**HOW TO COMPLETE THIS TASK:** The lines from the start of the listing through the line containing "(Some(l), Some(r)) =>" should be printed exactly, and no other lines should be printed.

**SUPPLIED DATA:**
Content starts
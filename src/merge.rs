//! Exploit-sorted slice merge.
//!
//! A refill pass leaves the cache as several individually sorted slices, one
//! per contributing run. Rather than re-sorting the whole region, adjacent
//! slice pairs are merged bottom-up, halving the slice count each pass, for
//! a total cost of O(n log k) over k slices.

use std::cmp::Ordering;
use std::collections::TryReserveError;

/// Merges already-sorted `slices` pairwise until a single sorted slice
/// remains, which is returned. `scratch` is the merge workspace; it is grown
/// on demand and keeps its capacity across calls.
pub(crate) fn merge_slices<T, C>(
    mut slices: Vec<Vec<T>>,
    scratch: &mut Vec<T>,
    compare: C,
) -> Result<Vec<T>, TryReserveError>
where
    C: Fn(&T, &T) -> Ordering + Copy,
{
    while slices.len() > 1 {
        slices = merge_pass(slices, scratch, compare)?;
    }
    Ok(slices.pop().unwrap_or_default())
}

/// One bottom-up pass: merges slice pairs (0,1), (2,3), ...; an odd slice at
/// the end is carried forward unmerged.
fn merge_pass<T, C>(
    slices: Vec<Vec<T>>,
    scratch: &mut Vec<T>,
    compare: C,
) -> Result<Vec<Vec<T>>, TryReserveError>
where
    C: Fn(&T, &T) -> Ordering + Copy,
{
    let mut merged = Vec::with_capacity(slices.len() / 2 + 1);
    let mut slices = slices.into_iter();

    while let Some(left) = slices.next() {
        match slices.next() {
            Some(right) => merged.push(merge_pair(left, right, scratch, compare)?),
            None => merged.push(left),
        }
    }

    Ok(merged)
}

/// Merges two sorted slices, reusing `left`'s allocation for the result.
///
/// Items are popped from the slice tails in descending order into `scratch`,
/// which is then reversed and appended back onto the emptied `left`. Ties
/// pop from `right` first so that, after the reversal, equal items keep
/// their slice order — the merge is stable.
fn merge_pair<T, C>(
    mut left: Vec<T>,
    mut right: Vec<T>,
    scratch: &mut Vec<T>,
    compare: C,
) -> Result<Vec<T>, TryReserveError>
where
    C: Fn(&T, &T) -> Ordering + Copy,
{
    scratch.clear();
    scratch.try_reserve(left.len() + right.len())?;

    loop {
        let from_right = match (left.last(), right.last()) {
            (Some(l), Some(r)) => compare(r, l) != Ordering::Less,
            (Some(_), None) => false,
            (None, _) => true,
        };
        match if from_right { right.pop() } else { left.pop() } {
            Some(item) => scratch.push(item),
            None => break,
        }
    }

    scratch.reverse();
    left.try_reserve(scratch.len())?;
    left.append(scratch);
    Ok(left)
}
Content ends
**TASK ANSWER:**
filename src/merge.rs
//! Exploit-sorted slice merge.
//!
//! A refill pass leaves the cache as several individually sorted slices, one
//! per contributing run. Rather than re-sorting the whole region, adjacent
//! slice pairs are merged bottom-up, halving the slice count each pass, for
//! a total cost of O(n log k) over k slices.

use std::cmp::Ordering;
use std::collections::TryReserveError;

/// Merges already-sorted `slices` pairwise until a single sorted slice
/// remains, which is returned. `scratch` is the merge workspace; it is grown
/// on demand and keeps its capacity across calls.
pub(crate) fn merge_slices<T, C>(
    mut slices: Vec<Vec<T>>,
    scratch: &mut Vec<T>,
    compare: C,
) -> Result<Vec<T>, TryReserveError>
where
    C: Fn(&T, &T) -> Ordering + Copy,
{
    while slices.len() > 1 {
        slices = merge_pass(slices, scratch, compare)?;
    }
    Ok(slices.pop().unwrap_or_default())
}

/// One bottom-up pass: merges slice pairs (0,1), (2,3), ...; an odd slice at
/// the end is carried forward unmerged.
fn merge_pass<T, C>(
    slices: Vec<Vec<T>>,
    scratch: &mut Vec<T>,
    compare: C,
) -> Result<Vec<Vec<T>>, TryReserveError>
where
    C: Fn(&T, &T) -> Ordering + Copy,
{
    let mut merged = Vec::with_capacity(slices.len() / 2 + 1);
    let mut slices = slices.into_iter();

    while let Some(left) = slices.next() {
        match slices.next() {
            Some(right) => merged.push(merge_pair(left, right, scratch, compare)?),
            None => merged.push(left),
        }
    }

    Ok(merged)
}

/// Merges two sorted slices, reusing `left`'s allocation for the result.
///
/// Items are popped from the slice tails in descending order into `scratch`,
/// which is then reversed and appended back onto the emptied `left`. Ties
/// pop from `right` first so that, after the reversal, equal items keep
/// their slice order — the merge is stable.
fn merge_pair<T, C>(
    mut left: Vec<T>,
    mut right: Vec<T>,
    scratch: &mut Vec<T>,
    compare: C,
) -> Result<Vec<T>, TryReserveError>
where
    C: Fn(&T, &T) -> Ordering + Copy,
{
    scratch.clear();
    scratch.try_reserve(left.len() + right.len())?;

    loop {
        let from_right = match (left.last(), right.last()) {
            (Some(l), Some(r)) => compare(r, l) != Ordering::Less,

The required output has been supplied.